§ Material provided
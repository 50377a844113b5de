// Copyright 2025 John Brosnihan
//
// Licensed under the Apache License, Version 2.0 (the "License");
// you may not use this file except in compliance with the License.
// You may obtain a copy of the License at
//
//     http://www.apache.org/licenses/LICENSE-2.0
//
// Unless required by applicable law or agreed to in writing, software
// distributed under the License is distributed on an "AS IS" BASIS,
// WITHOUT WARRANTIES OR CONDITIONS OF ANY KIND, either express or implied.
// See the License for the specific language governing permissions and
// limitations under the License.
//! # Rocket Sim
//!
//! An entity-component simulation core for a physics-driven rocket rig.
//! The core computes force, torque and damping requests each frame and
//! hands them to a host physics engine; it never owns rigid bodies itself.
//!
//! ## Features
//!
//! - **Typed ECS**: generational entity handles, a fixed-size component
//!   table per entity indexed by a compile-time component enumeration
//! - **Rocket Parts**: throttle, fuel tank, engine, reaction wheel and
//!   particle emitter components
//! - **Deterministic Frames**: one update pass per frame in a fixed stage
//!   order, scoped per rocket
//! - **Configuration**: rockets described in versioned TOML files
//!
//! ## Example
//!
//! ```rust
//! use rocket_sim::components::{FuelComponent, GeometryComponent, ThrottleState, ThrustComponent};
//! use rocket_sim::physics::{BodyHandle, RecordingPhysics};
//! use rocket_sim::Rocket;
//!
//! let mut rocket = Rocket::new(1.0);
//! rocket
//!     .part_builder()
//!     .with(GeometryComponent::new(BodyHandle(7)))
//!     .and_then(|part| part.with(FuelComponent::new(10.0)))
//!     .and_then(|part| part.with(ThrustComponent::new(20.0, 1.0)))
//!     .and_then(|part| part.attach())
//!     .expect("fresh part");
//!
//! let mut physics = RecordingPhysics::new();
//! rocket.set_throttle_state(ThrottleState::Up);
//! rocket.update(0.5, &mut physics);
//!
//! assert!(physics.total_force(BodyHandle(7)).y > 0.0);
//! ```

#![warn(missing_docs)]

/// Entity Component System implementation
pub mod ecs;

/// Rocket part components
pub mod components;

/// Rocket aggregate and its update stages
pub mod rocket;

/// Host physics engine interface
pub mod physics;

/// Keyboard and pointer events
pub mod input;

/// Timestamp to delta conversion
pub mod clock;

/// TOML rocket descriptions
pub mod config;

/// Error types
pub mod error;

/// Box-jumping scene
pub mod game;

pub use ecs::{Entity, World};
pub use error::{ConfigError, EcsError, SimError};
pub use rocket::Rocket;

§ Task instructions
Starting with the first line of the listing above, copy each line exactly until you have copied the line containing "physics-driven rocket rig.". Stop there.

§ Task result
repository 50377a844113b5de
// Copyright 2025 John Brosnihan
//
// Licensed under the Apache License, Version 2.0 (the "License");
// you may not use this file except in compliance with the License.
// You may obtain a copy of the License at
//
//     http://www.apache.org/licenses/LICENSE-2.0
//
// Unless required by applicable law or agreed to in writing, software
// distributed under the License is distributed on an "AS IS" BASIS,
// WITHOUT WARRANTIES OR CONDITIONS OF ANY KIND, either express or implied.
// See the License for the specific language governing permissions and
// limitations under the License.
//! # Rocket Sim
//!
//! An entity-component simulation core for a physics-driven rocket rig.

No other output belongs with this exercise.